Hay cinco desafíos que, aún en sobremesa familiar, rebasan mi capacidad de imaginar soluciones inmediatas. Cuando me replican: ¿bueno y tú qué harías si fueras presidente? Mi respuesta de cajón es: honraría los lemas que guiaron el gobierno tabasqueño de González Pedrero en los ochentas: hablarán los hechos; y por el bien de todos, primero los pobres (en ese orden). Y luego añado: buscaría consejo experto para hacer valer esos principios porque la demagogia puede ser útil al llegar, pero se agota inexorablemente con el tiempo.

Entre esos cinco, hay tres que se han ido enredando por falta de pericia: la inseguridad, la corrupción y (déjenme llamarle así) el hoyo negro de la economía. Los tres son, a un tiempo, causa y consecuencia de las malas decisiones que han venido tomando los gobiernos. La inseguridad está asociada a la debilidad del estado de derecho y esta explica, en buena medida, la persistencia de la corrupción y de la impunidad que, a su vez, sangran los presupuestos públicos y van minando los dineros.

Son síntomas de una enfermedad más grave: la de haber convertido al Estado en un botín de guerra y justificarlo mediante la práctica histórica de culpar de todo a los gobernantes anteriores. Ningún periodo de la historia mexicana ha escapado de esa lógica: “Dadme todos los poderes, que yo solucionaré todos los problemas”. Pero no es así, porque los problemas públicos solo se arreglan cuando se atajan sus causas con visión de largo aliento; cuando hay reglas del juego que se cumplen y se hacen valer (eso que llamamos instituciones) y cuando hay profesionales acreditados en la operación cotidiana de las oficinas públicas y evaluados sobre la base de sus resultados efectivos.

Aunque los hechos demuestren lo contrario, nuestros gobiernos salen al paso con palabras. La inseguridad es cada vez peor, pero dicen que los índices van bien y que ya están desmantelando a los grupos criminales; la corrupción aparece por todas partes, pero dicen que ya están castigando a los corruptos; el dinero público se está acabando, pero dicen que hay de sobra para dar y repartir. Podría seguir, pero no hay espacio suficiente. Basta abrir los ojos para advertir que nuestras administraciones públicas están rebasadas, que son incapaces de cumplir con sus cometidos básicos y que, para calmar las aguas, no están haciendo nada más que repartir dinero (cosa que seguirán haciendo mientras tengan y mientras la inflación no cancele el poder adquisitivo de los platos de lentejas).

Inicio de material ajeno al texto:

#[cfg(test)]
mod test {
    use std::collections::BTreeMap;

    use httpmock::Method::POST;

    use crate::config::service::{EmailConfig, ServiceConfig};
    use crate::tests::common::*;
    use crate::watchlist::daily::{initial_store_id, run_daily_check};
    use crate::watchlist::store::{WatchEntry, Watchlist};

    fn config() -> ServiceConfig {
        let mut cfg = ServiceConfig::default();
        cfg.stores = BTreeMap::from([
            ("Dunedin".to_owned(), "store-dn".to_owned()),
            ("Chaffers".to_owned(), "store-ch".to_owned()),
        ]);
        cfg.email = Some(EmailConfig {
            smtp_host: "localhost".to_owned(),
            smtp_port: 587,
            username: None,
            password: None,
            sender: "alerts@example.com".to_owned(),
            recipient: "me@example.com".to_owned(),
            subject: "NewWorld Specials Alert".to_owned(),
        });
        cfg
    }

    fn entry(name: &str, store: &str, target_price: Option<f64>, min_discount_percent: Option<f64>) -> WatchEntry {
        WatchEntry {
            friendly_name: name.to_owned(),
            store: store.to_owned(),
            target_price,
            min_discount_percent,
        }
    }

    async fn mock_product(h: &Harness, store_id: &str, product: serde_json::Value) {
        let id = product["productId"].as_str().unwrap().to_owned();
        let filter = format!(r#"productID:\"{}\" AND stores:{}"#, id, store_id);
        h.server
            .mock_async(move |when, then| {
                when.method(POST)
                    .path(SEARCH_PATH)
                    .json_body_includes(format!(r#"{{"algoliaQuery":{{"filters":"{}"}}}}"#, filter));
                then.status(200).json_body(json!({ "products": [product] }));
            })
            .await;
    }

    #[tokio::test]
    async fn alerts_are_emailed_and_failures_skipped() {
        let h = Harness::start().await;
        let cfg = config();
        let watchlist = Watchlist::from([
            ("1-EA".to_owned(), entry("Aveeno Lotion", "Dunedin", Some(5.00), None)),
            ("2-EA".to_owned(), entry("Shampoo", "Dunedin", Some(5.00), None)),
            ("3-EA".to_owned(), entry("Gone", "Dunedin", Some(5.00), None)),
            ("4-EA".to_owned(), entry("Elsewhere", "Mosgiel", Some(5.00), None)),
        ]);

        mock_product(&h, "store-dn", product_json("1-EA", "Aveeno Lotion", 699, Some(450))).await;
        mock_product(&h, "store-dn", product_json("2-EA", "Shampoo", 699, Some(650))).await;
        h.server
            .mock_async(|when, then| {
                when.method(POST).path(SEARCH_PATH).json_body_includes(r#"{"algoliaQuery":{"query":"3-EA"}}"#);
                then.status(200).json_body(json!({ "products": [] }));
            })
            .await;

        let store_id = initial_store_id(&cfg, &watchlist).unwrap();
        let mut client = h.client(store_id, ScriptedSource::new([hour_jwt()])).await.unwrap();
        let mailer = RecordingMailer::default();

        let report = run_daily_check(&mut client, &cfg, &watchlist, Some(&mailer)).await;

        assert_eq!(report.checked, 2);
        assert_eq!(report.alerts.len(), 1);
        let alert = &report.alerts[0];
        assert_eq!(alert.product_id, "1-EA");
        assert_eq!(alert.promo_price, 4.50);
        assert!(alert.price_triggered);

        let skipped: Vec<&str> = report.skipped.iter().map(|(id, _)| id.as_str()).collect();
        assert_eq!(skipped, vec!["3-EA", "4-EA"]);

        let sent = mailer.sent.lock().unwrap();
        assert_eq!(sent.len(), 1);
        assert_eq!(sent[0].0, "NewWorld Specials Alert");
        assert!(sent[0].1.contains("- Aveeno Lotion: Now $4.50 (was $6.99, 35.6% off)"));
        assert!(!sent[0].1.contains("Shampoo"));
    }

    #[tokio::test]
    async fn one_email_per_store_with_single_token() {
        let h = Harness::start().await;
        let cfg = config();
        let watchlist = Watchlist::from([
            ("1-EA".to_owned(), entry("Aveeno Lotion", "Dunedin", None, Some(20.0))),
            ("5-EA".to_owned(), entry("Coffee", "Chaffers", Some(10.0), None)),
        ]);

        mock_product(&h, "store-dn", product_json("1-EA", "Aveeno Lotion", 699, Some(450))).await;
        mock_product(&h, "store-ch", product_json("5-EA", "Coffee", 1299, Some(999))).await;

        let source = ScriptedSource::new([hour_jwt()]);
        let mut client = h.client("store-dn", source.clone()).await.unwrap();
        let mailer = RecordingMailer::default();

        let report = run_daily_check(&mut client, &cfg, &watchlist, Some(&mailer)).await;

        assert_eq!(report.alerts.len(), 2);
        assert!(report.skipped.is_empty());
        assert_eq!(source.calls(), 1);

        let sent = mailer.sent.lock().unwrap();
        assert_eq!(sent.len(), 2);
        assert!(sent.iter().any(|(_, body)| body.contains("at Chaffers") && body.contains("Coffee")));
        assert!(sent.iter().any(|(_, body)| body.contains("at Dunedin") && body.contains("Aveeno Lotion")));
    }

    #[tokio::test]
    async fn no_alerts_means_no_email() {
        let h = Harness::start().await;
        let cfg = config();
        let watchlist = Watchlist::from([("2-EA".to_owned(), entry("Shampoo", "Dunedin", Some(5.00), None))]);
        mock_product(&h, "store-dn", product_json("2-EA", "Shampoo", 699, None)).await;

        let mut client = h.client("store-dn", ScriptedSource::new([hour_jwt()])).await.unwrap();
        let mailer = RecordingMailer::default();

        let report = run_daily_check(&mut client, &cfg, &watchlist, Some(&mailer)).await;

        assert_eq!(report.checked, 1);
        assert!(report.alerts.is_empty());
        assert!(mailer.sent.lock().unwrap().is_empty());
    }

    #[test]
    fn initial_store_skips_unknown_names() {
        let cfg = config();
        let watchlist = Watchlist::from([
            ("0-EA".to_owned(), entry("A", "Mosgiel", None, None)),
            ("9-EA".to_owned(), entry("B", "Chaffers", None, None)),
        ]);

        assert_eq!(initial_store_id(&cfg, &watchlist), Some("store-ch"));
        assert_eq!(initial_store_id(&cfg, &Watchlist::new()), None);
    }
}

Los otros dos problemas no pueden achacarse al gobierno, pero podrían dañarnos menos si se actuara con más talento y menos demagogia: me refiero a la ofensiva emprendida por Donald Trump contra las y los mexicanos y al creciente deterioro de los recursos naturales, incluyendo el calentamiento global y la angustiante falta de agua. Sobre lo primero, creo que las cosas se pondrán peor, pues dudo que la cabeza fría de Sheinbaum sea suficiente para apaciguar la furia del presidente Trump. La duda es, acaso, qué hará la presidenta mexicana cuando este conflicto escale. ¿Se atará al mástil del nacionalismo mientras pasa la tormenta? ¿O pactará una suerte de TLC para la seguridad, la paz y el desarrollo regional? De esa decisión dependerá el curso de los primeros, porque todos están tejidos en esa relación inevitable.

Por último, el del medio ambiente es un tema de gestión de autoridad. Mientras prevalezca el desorden que hoy gobierna nuestro sistema federal no habrá manera de cuidar el trozo de tierra que habitamos ni de evitar la caótica urbanización, la deforestación y el agotamiento de la feracidad y del agua que todavía tenemos. Pero en ese caos ofrecen un millón de nuevas viviendas de 60 metros.

Lo dicho: nuestros problemas no tienen salidas.